LONDON (Reuters) -Former U.S. marine Paul Whelan has been attacked by another inmate in a Russian prison while serving a 16-year sentence on espionage charges, Russia's prison service said on Wednesday, after Whelan's brother publicised the incident.
Whelan, who denies spying on Russia, was punched in the face and forced to defend himself at a sewing workshop in a high security penal colony in Russia's Mordovia region southeast of Moscow, his brother Dave Whelan said in a statement.
"A new prisoner blocked part of the production line and Paul asked him to move out of the way. After repeated requests, the prisoner hit Paul in the face, breaking Paul's glasses in the process, and attempted to hit him a second time," Dave Whelan said.
"Paul stood up to block the second hit and other prisoners intervened to prevent the prisoner continuing the attack on Paul."
Dave Whelan said the incident took place on Tuesday afternoon. He thought his brother was a target because he was an American and anti-American sentiment was "not uncommon among the other prisoners," he said.
President Vladimir Putin says Russia is locked in what he casts as an existential struggle for a new world order with the U.S.-led West, which he accuses of wanting to plunder his country's vast natural resources and to dismember it.
The Mordovia regional prison service confirmed to the Interfax news agency that the attack on Whelan had happened.

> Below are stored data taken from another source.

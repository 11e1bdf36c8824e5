// Copyright 2025 Neuraville Inc.
// SPDX-License-Identifier: Apache-2.0

//! # percept-client
//!
//! Client library for feeding named sources into a percept broker and
//! consuming the results. Each source is gated by a token bucket seeded from
//! the server's welcome handshake: the user-supplied producer is only
//! invoked while a token is available, and every response carrying
//! `return_token` refills the bucket. A heartbeat loop keeps the connection
//! observable in both directions and triggers reconnects on server silence.

/// Crate version from Cargo.toml
pub const VERSION: &str = env!("CARGO_PKG_VERSION");

pub mod bucket;
pub mod client;
pub mod error;
pub mod producer;
pub mod transport;

pub use bucket::{TokenBucket, TokenBuckets};
pub use client::PerceptClient;
pub use error::{ClientError, Result};
pub use producer::{FrameProducer, ProducerWrapper, ResultConsumer};
pub use transport::{ClientTransport, WsTransport, ZmqTransport};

It said guards had taken immediate action to stop "the illegal actions."
Both men had been taken to the medical bay, where Whelan was found to have suffered an abrasion beneath one of his eyes, it was cited as saying.

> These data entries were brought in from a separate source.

// Copyright 2025 Neuraville Inc.
// SPDX-License-Identifier: Apache-2.0

//! WebSocket client transport binding.
//!
//! One persistent duplex connection per client: a reader task decodes one
//! envelope at a time and forwards it to the broker loop, a writer task
//! drains the session's outbound queue. Disconnect is detected by the stream
//! closing.

use futures_util::{SinkExt, StreamExt};
use percept_protocol::{decode, FromClient};
use tokio::net::{TcpListener, TcpStream};
use tokio::sync::mpsc;
use tokio_tungstenite::tungstenite::Message;
use tracing::{debug, info, warn};

use crate::session::{ClientEvent, ClientId, ClientSender};

/// Per-connection outbound queue depth. Senders suspend when a client's
/// writer falls this far behind, which is the transport backpressure point.
const OUTBOUND_QUEUE_DEPTH: usize = 64;

/// Accept WebSocket clients forever, feeding decoded events to the broker.
pub async fn serve(
    listener: TcpListener,
    events: mpsc::Sender<ClientEvent>,
    message_max_size: usize,
) {
    loop {
        if events.is_closed() {
            debug!("broker loop gone, stopping accept loop");
            return;
        }
        match listener.accept().await {
            Ok((stream, addr)) => {
                // Low latency beats throughput for live sensor feeds
                let _ = stream.set_nodelay(true);
                debug!(%addr, "accepted client connection");
                tokio::spawn(handle_connection(
                    stream,
                    addr,
                    events.clone(),
                    message_max_size,
                ));
            }
            Err(error) => {
                warn!(%error, "accept error");
            }
        }
    }
}

async fn handle_connection(
    stream: TcpStream,
    addr: std::net::SocketAddr,
    events: mpsc::Sender<ClientEvent>,
    message_max_size: usize,
) {
    let ws_stream = match tokio_tungstenite::accept_async(stream).await {
        Ok(ws) => ws,
        Err(error) => {
            warn!(%addr, %error, "WebSocket handshake failed");
            return;
        }
    };
    let (mut sink, mut reader) = ws_stream.split();

    let id = ClientId::from_addr(addr);
    let (out_tx, mut out_rx) = mpsc::channel::<Vec<u8>>(OUTBOUND_QUEUE_DEPTH);

    if events
        .send(ClientEvent::Connected {
            id: id.clone(),
            sender: ClientSender::Stream(out_tx),
        })
        .await
        .is_err()
    {
        return;
    }

    // Writer: drains until the hub drops this session's sender.
    let writer = tokio::spawn(async move {
        while let Some(payload) = out_rx.recv().await {
            if let Err(error) = sink.send(Message::Binary(payload)).await {
                debug!(%error, "client writer stopped");
                break;
            }
        }
    });

    while let Some(message) = reader.next().await {
        match message {
            Ok(Message::Binary(data)) => {
                if data.len() > message_max_size {
                    warn!(client = %id, size = data.len(), "oversized message dropped");
                    continue;
                }
                match decode::<FromClient>(&data) {
                    Ok(envelope) => {
                        if events
                            .send(ClientEvent::Message {
                                id: id.clone(),
                                message: envelope,
                            })
                            .await
                            .is_err()
                        {
                            break;
                        }
                    }
                    Err(error) => {
                        // One bad message does not kill the connection
                        warn!(client = %id, %error, "dropping undecodable message");
                    }
                }
            }
            Ok(Message::Close(_)) => break,
            // Ping/Pong are answered by tungstenite itself
            Ok(_) => {}
            Err(error) => {
                debug!(client = %id, %error, "client read error");
                break;
            }
        }
    }

    info!(client = %id, "client connection closed");
    let _ = events.send(ClientEvent::Disconnected { id }).await;
    writer.abort();
}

There was CCTV footage of the incident and the prison service was looking into it further before submitting a report to the police, Interfax reported.
It quoted an unnamed person "familiar with the situation" as saying that Whelan had been struck by "a convict from Turkey over political disagreements".
Arrested in 2018 in Russia, Paul Whelan was convicted of espionage in 2020 and handed a 16-year sentence.
Whelan and the U.S. government have denied he is a spy. Washington has designated him as "wrongfully detained" amid speculation that he and Evan Gershkovich, an American journalist accused of spying, will one day be freed as part of a prisoner exchange between the two countries.
Gershkovich, who on Tuesday had his pre-trial detention extended until the end of January, denies the spying charges he faces.